1

Taking a string something like this:

Line 1: Test  TableA
Line 2:    TableA  AWord
Line 3: TableA AWord
Line 4: This.TableA
Line 5: This. TableA Aword

I want to match where these criteria are met:

  1. The word TableA is found
  2. There is no dot anywhere on the same line where TableA is found
  3. There may be any number of spaces or other characters in front of the word TableA
  4. There may be characters after the word TableA

So in the scenario above:

  • Line 1,2 & 3 should all match - but ONLY on the word TableA
  • Line 4 & 5 should NOT match

I'm having some real trouble getting this to work though.

-

This matches on every line except #3 - and matches from the start of the line to the end of TableA

^([^\.].*)(?:TableA)

-

This matches Line 1,2,3 & 5 and for 1 & 2 it matches from the start of the line to the end of TableA

(?!\.).(\s)*(TableA)(?=\s|$)

-

This matches 1,2,3 (closest i've gotten to the right answer) but matches from the start of the line to the end of TableA

^(?!.*\.).*(TableA)

This thread: Regex: Match word not containing Contained a solution that does a very similar thing to what I've managed to output, but again, it matches every character in front of the specific word found.

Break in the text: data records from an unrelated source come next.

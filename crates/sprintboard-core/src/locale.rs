use chrono::{
  Datelike,
  NaiveDate,
  Weekday
};
use serde::{
  Deserialize,
  Serialize
};

#[derive(
  Debug,
  Clone,
  Copy,
  PartialEq,
  Eq,
  Serialize,
  Deserialize,
  Default,
)]
#[serde(rename_all = "lowercase")]
pub enum Locale {
  #[default]
  Es,
  En
}

const MONTHS_ES: [&str; 12] = [
  "Enero",
  "Febrero",
  "Marzo",
  "Abril",
  "Mayo",
  "Junio",
  "Julio",
  "Agosto",
  "Septiembre",
  "Octubre",
  "Noviembre",
  "Diciembre"
];

const MONTHS_EN: [&str; 12] = [
  "January",
  "February",
  "March",
  "April",
  "May",
  "June",
  "July",
  "August",
  "September",
  "October",
  "November",
  "December"
];

// Sunday first.
const WEEKDAYS_ES: [&str; 7] = [
  "Dom", "Lun", "Mar", "Mié", "Jue",
  "Vie", "Sáb"
];
const WEEKDAYS_EN: [&str; 7] = [
  "Sun", "Mon", "Tue", "Wed", "Thu",
  "Fri", "Sat"
];

impl Locale {
  pub fn from_key(
    raw: &str
  ) -> Option<Self> {
    match raw
      .trim()
      .to_ascii_lowercase()
      .as_str()
    {
      | "es" | "es-es" | "es-mx"
      | "spanish" => Some(Locale::Es),
      | "en" | "en-us" | "en-gb"
      | "english" => Some(Locale::En),
      | _ => None
    }
  }

  pub fn month_name(
    self,
    month: u32
  ) -> &'static str {
    let idx = month
      .saturating_sub(1)
      .min(11) as usize;
    match self {
      | Locale::Es => MONTHS_ES[idx],
      | Locale::En => MONTHS_EN[idx]
    }
  }

  /// Seven labels starting at
  /// `week_start`.
  pub fn weekday_labels(
    self,
    week_start: Weekday
  ) -> Vec<&'static str> {
    let table = match self {
      | Locale::Es => &WEEKDAYS_ES,
      | Locale::En => &WEEKDAYS_EN
    };
    let offset = week_start
      .num_days_from_sunday()
      as usize;
    (0..7)
      .map(|i| table[(offset + i) % 7])
      .collect()
  }

  pub fn month_header(
    self,
    reference: NaiveDate
  ) -> String {
    format!(
      "{} {}",
      self.month_name(reference.month()),
      reference.year()
    )
  }

  pub fn agenda_title(
    self,
    day: NaiveDate
  ) -> String {
    let month =
      self.month_name(day.month());
    match self {
      | Locale::Es => {
        format!(
          "Agenda del {} de {}",
          day.day(),
          month
        )
      }
      | Locale::En => {
        format!(
          "Agenda for {} {}",
          month,
          day.day()
        )
      }
    }
  }

  pub fn today_label(
    self
  ) -> &'static str {
    match self {
      | Locale::Es => "Hoy",
      | Locale::En => "Today"
    }
  }

  pub fn quick_view_label(
    self
  ) -> &'static str {
    match self {
      | Locale::Es => "Vista Rápida",
      | Locale::En => "Quick view"
    }
  }

  pub fn empty_agenda_label(
    self
  ) -> &'static str {
    match self {
      | Locale::Es => "Sin eventos",
      | Locale::En => "No events"
    }
  }
}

This is in PowerShell - so i believe PCRE is effectively what it's using(?)

Celador
  • 173
  • 1
  • 11
  • What programming language or regex flavor are you using? Is it okay to match the whole line and capture `TableA` in a group? – 41686d6564 stands w. Palestine Nov 07 '19 at 14:42
  • Try it like this `^[^\r\n.]*(?<!\S)TableA(?!\S)[^\r\n.]*$` https://regex101.com/r/kMTVTU/1 – The fourth bird Nov 07 '19 at 14:54
  • I guess the simplest solution would be `^[^.]*TableA[^.]*$`. – SamWhan Nov 07 '19 at 14:55
  • "Line 1,2 & 3 should all match - but ONLY on the word TableA " - What's the point of matching only TableA rather than the whole line? I'm not implying it's not a good idea, but in general you want that in order to extract variable content (and even then, capturing group do the trick just fine), but since the TableA is a constant I guess that's not the point. I'm asking because that makes your requirement impossible for most regex engines (needs variable-width lookbehind) – Aaron Nov 07 '19 at 15:07
  • Ah, .NET regex which Powershell uses make variable-width lookbehind possible. Still, I think you should explain why you want to match only TableA since a regex that does that will be much harder to understand and probably quite a bit less performant. – Aaron Nov 07 '19 at 15:11
  • This is in Powershell - so PCRE(?) - TableA is used as an example, this is actually an object / table name that we'll be looping through, and we want to then replace just that table, but only in those specific scenarios – Celador Nov 07 '19 at 15:20
  • Then as long as the keyword may only appear a single time in a line, the most maintainable and performant way to do so IMO is to match the whole line, grouping what's before the keyword and what's after the keyword in separate capturing groups, then replace with a backreference to the first groupe, the replacement keyword and a backreference to the second group, e.g. match `^([^.\r\n]*)TableA([^.\r\n]*)$` and replace with `\1NewTableName\2` – Aaron Nov 07 '19 at 15:52

1 Answers1

2

you could exclude newlines as well as a negated character class matching not a dot [^.] will also match a newline.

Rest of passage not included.